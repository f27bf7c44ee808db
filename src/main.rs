use anyhow::{Context, Result};
use binary_numeral::{BinaryLiteral, Mode, NumeralResult, decode_literal};
use clap::{Parser, ValueEnum};
use dcbor::prelude::*;
use tracing::debug;

/// Reinterpret binary digit strings as unsigned, signed, or floating-point
/// numerals
#[derive(Parser)]
#[command(name = "binary-numeral")]
#[command(author, version, about, long_about = None)]
struct Cli {
    /// Binary literals, most-significant bit first
    #[arg(required = true)]
    bits: Vec<String>,

    /// Mode (STANDARD, UNSIGNED, SIGNED, FLOATING_POINT, FLOAT)
    #[arg(
        short,
        long,
        env = "BINARY_NUMERAL_MODE",
        default_value = "STANDARD"
    )]
    mode: String,

    /// Decode under every mode, ignoring --mode
    #[arg(short, long)]
    all_modes: bool,

    /// Output format
    #[arg(
        short,
        long,
        env = "BINARY_NUMERAL_FORMAT",
        value_enum,
        default_value_t = Format::Text
    )]
    format: Format,

    /// Also print the raw bit pattern as hex
    #[arg(short, long)]
    pattern: bool,

    /// Verbose output
    #[arg(short, long)]
    verbose: bool,
}

#[derive(Clone, Copy, ValueEnum)]
enum Format {
    Text,
    Json,
    /// Hex-encoded deterministic CBOR
    Cbor,
}

fn main() -> Result<()> {
    let cli = Cli::parse();

    let log_level = if cli.verbose { "debug" } else { "warn" };
    tracing_subscriber::fmt()
        .with_env_filter(
            tracing_subscriber::EnvFilter::try_from_default_env()
                .unwrap_or_else(|_| log_level.into()),
        )
        .with_writer(std::io::stderr)
        .init();

    let modes: Vec<Mode> = if cli.all_modes {
        Mode::ALL.to_vec()
    } else {
        vec![cli.mode.parse::<Mode>().with_context(|| "Invalid --mode")?]
    };

    let mut failures = 0usize;
    for raw in &cli.bits {
        let literal = match BinaryLiteral::parse(raw) {
            Ok(literal) => literal,
            Err(e) => {
                eprintln!("{}: {}", raw, e);
                failures += 1;
                continue;
            }
        };
        if cli.pattern {
            println!("{} pattern={}", literal, literal.pattern_hex());
        }
        for &mode in &modes {
            match decode_literal(&literal, mode) {
                Ok(result) => {
                    debug!(
                        bits = %literal,
                        %mode,
                        decimal = %result.decimal(),
                        hex = result.hex(),
                        "decoded"
                    );
                    println!("{}", render(result, cli.format)?);
                }
                Err(e) => {
                    debug!(bits = %literal, %mode, error = %e, "rejected");
                    eprintln!("{} [{}]: {}", literal, mode, e);
                    failures += 1;
                }
            }
        }
    }

    if failures > 0 {
        std::process::exit(1);
    }
    Ok(())
}

fn render(result: NumeralResult, format: Format) -> Result<String> {
    Ok(match format {
        Format::Text => result.to_string(),
        Format::Json => serde_json::to_string(&result)
            .context("Failed to serialize result as JSON")?,
        Format::Cbor => hex::encode(CBOR::from(result).to_cbor_data()),
    })
}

========

Work to complete => Which lines run from the one containing "if failures >" to the end of the entries above? Quote exactly those, and only those.

Exercise output =>
    if failures > 0 {
        std::process::exit(1);
    }
    Ok(())
}

fn render(result: NumeralResult, format: Format) -> Result<String> {
    Ok(match format {
        Format::Text => result.to_string(),
        Format::Json => serde_json::to_string(&result)
            .context("Failed to serialize result as JSON")?,
        Format::Cbor => hex::encode(CBOR::from(result).to_cbor_data()),
    })
}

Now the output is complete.